A observação cuidadosa dos céus é uma ciência das mais antigas e intrigantes, primeiramente feita a olho nu, e com o passar dos séculos, com instrumentos cada vez mais potentes a destrinchar os detalhes do universo, como telescópios e outros intrigantes instrumentos cada vez mais precisos. Astrônomos(as) em todo o mundo perdem boa parte de suas noites (e também dias) a observar os astros, tais como galáxias, constelações quasares, nebulosas, sóis, luas e mesmo planetas candidatos a habitar vidas extraterrestres.

Salvador terá, pela primeira vez, um local especial para observação dos astros, o www.planetario.ufba.br. Situado no portão principal da Universidade Federal da Bahia, no bairro de Ondina, que abriga boa parte dos trios elétricos das grandes estrelas da música brasileira durante o carnaval, e no restante do ano diversas mentes brilhantes, tanto de discentes quanto docentes, agora servirá de espaço para a leitura e contemplação dos céus.

Modernos equipamentos projetam imagens de altíssima resolução a reproduzir os céus bem como diversos outros eventos cósmicos numa cúpula de 11 metros de diâmetro e 180 m2 de área construída, contando ainda com excelentes efeitos sonoros, onde até 85 visitantes por sessão poderão se sentar em confortáveis cadeiras reclináveis.

Telescópios de precisão estarão disponíveis para observação direta dos astros no ambiente externo, com tutoria de discentes e docentes da universidade. Previsto para funcionar todos os dias, terá sessões tanto para a comunidade universitária quanto escolas – em parceria com as Secretarias de Educação do estado e municípios, além de outras sessões abertas ao público.
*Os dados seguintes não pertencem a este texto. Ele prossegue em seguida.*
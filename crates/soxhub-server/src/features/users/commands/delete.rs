//! Delete user command
//!
//! Removes a user. Controls owned by the user and requests they filed
//! stay behind with their references nulled out by the schema.

use mediator::Request;
use serde::{Deserialize, Serialize};
use sqlx::PgPool;
use uuid::Uuid;

use crate::features::users::models::{
    count_other_active_admins, fetch_user_for_update, owned_control_ids,
};

/// Command to delete a user by id
#[derive(Debug, Clone, Serialize, Deserialize)]
pub struct DeleteUserCommand {
    pub id: Uuid,
}

/// Response after deleting a user
#[derive(Debug, Clone, Serialize, Deserialize)]
pub struct DeleteUserResponse {
    pub id: Uuid,
    pub email: String,
    /// Controls that lost their owner through this deletion
    pub released_controls: Vec<Uuid>,
}

/// Errors that can occur when deleting a user
#[derive(Debug, thiserror::Error)]
pub enum DeleteUserError {
    #[error("User '{0}' not found")]
    NotFound(Uuid),

    #[error("User '{0}' is the last active admin")]
    LastActiveAdmin(Uuid),

    #[error("Database error: {0}")]
    Database(#[from] sqlx::Error),
}

impl Request<Result<DeleteUserResponse, DeleteUserError>> for DeleteUserCommand {}

impl crate::cqrs::middleware::Command for DeleteUserCommand {}

/// Handler function for deleting users
///
/// # Errors
///
/// - Not found error if the user does not exist
/// - Last admin error if the user is the only active admin
#[tracing::instrument(skip(pool), fields(user_id = %command.id))]
pub async fn handle(
    pool: PgPool,
    command: DeleteUserCommand,
) -> Result<DeleteUserResponse, DeleteUserError> {
    let mut tx = pool.begin().await?;

    let user = fetch_user_for_update(&mut tx, command.id)
        .await?
        .ok_or(DeleteUserError::NotFound(command.id))?;

    if user.is_active_admin() {
        let others = count_other_active_admins(&mut tx, user.id).await?;
        if others == 0 {
            tracing::warn!(user_id = %user.id, "Rejected deleting the last active admin");
            return Err(DeleteUserError::LastActiveAdmin(user.id));
        }
    }

    let released_controls = owned_control_ids(&mut *tx, user.id).await?;

    sqlx::query("DELETE FROM users WHERE id = $1")
        .bind(user.id)
        .execute(&mut *tx)
        .await?;

    tx.commit().await?;

    tracing::info!(
        user_id = %user.id,
        released = released_controls.len(),
        "User deleted successfully"
    );

    Ok(DeleteUserResponse {
        id: user.id,
        email: user.email,
        released_controls,
    })
}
O espaço foi concebido pelo escritório Charão Arquitetura e Urbanismo, consistindo de duas espirais fibonaccianas, em homenagem ao matemático italiano Leonardo Bonacci (c. 1170 - 1242), nascido em Pisa, mais conhecido como Bigollo (que significa algo como “caixeiro-viajante”), ou ainda Fibonacci ("filho de [Guglielmo] Bonacci” (c. 1150 - ?), importante mercador e diplomata na cidade de Pisa), que escreveu a obra “Liber Abaci” ("Livro dos Cálculos”) em 1202. A cúpula dourada faz parte de uma das espirais, enquanto a outra situa-se no observatório externo.

O espaço somente foi possível a partir da doação do advogado, escritor e astrônomo amador Francisco Lacerda Brito (c. 1973), graduado pela UFBA.

Tal espaço contará com a tutoria do Instituto de Física da UFBA (www.fis.ufba.br), do Instituto de Astronomia Brito Castelo Branco (IABCB) e da Associação dos Astrônomos Amadores da Bahia (AAAB).

Cada espiral de Fibonacci pode ser construída a partir da sequência de números 1, 1, 2, 3, 5, 8... onde cada termo corresponde à soma dos dois anteriores. Para desenhar tal espiral, basta delinear quadradinhos onde cada lado representa unidades de 1, 1, 2, 3, 5, 8... e assim por diante, dispostas de modo espiralado. Para tanto, pode-se iniciar desenhando dois quadradinhos de lado unitário, 1 e 1, juntos. Dentro de cada quadrado pode-se usar de um compasso e desenhar um arco de lado unitário, e assim construir um semicírculo.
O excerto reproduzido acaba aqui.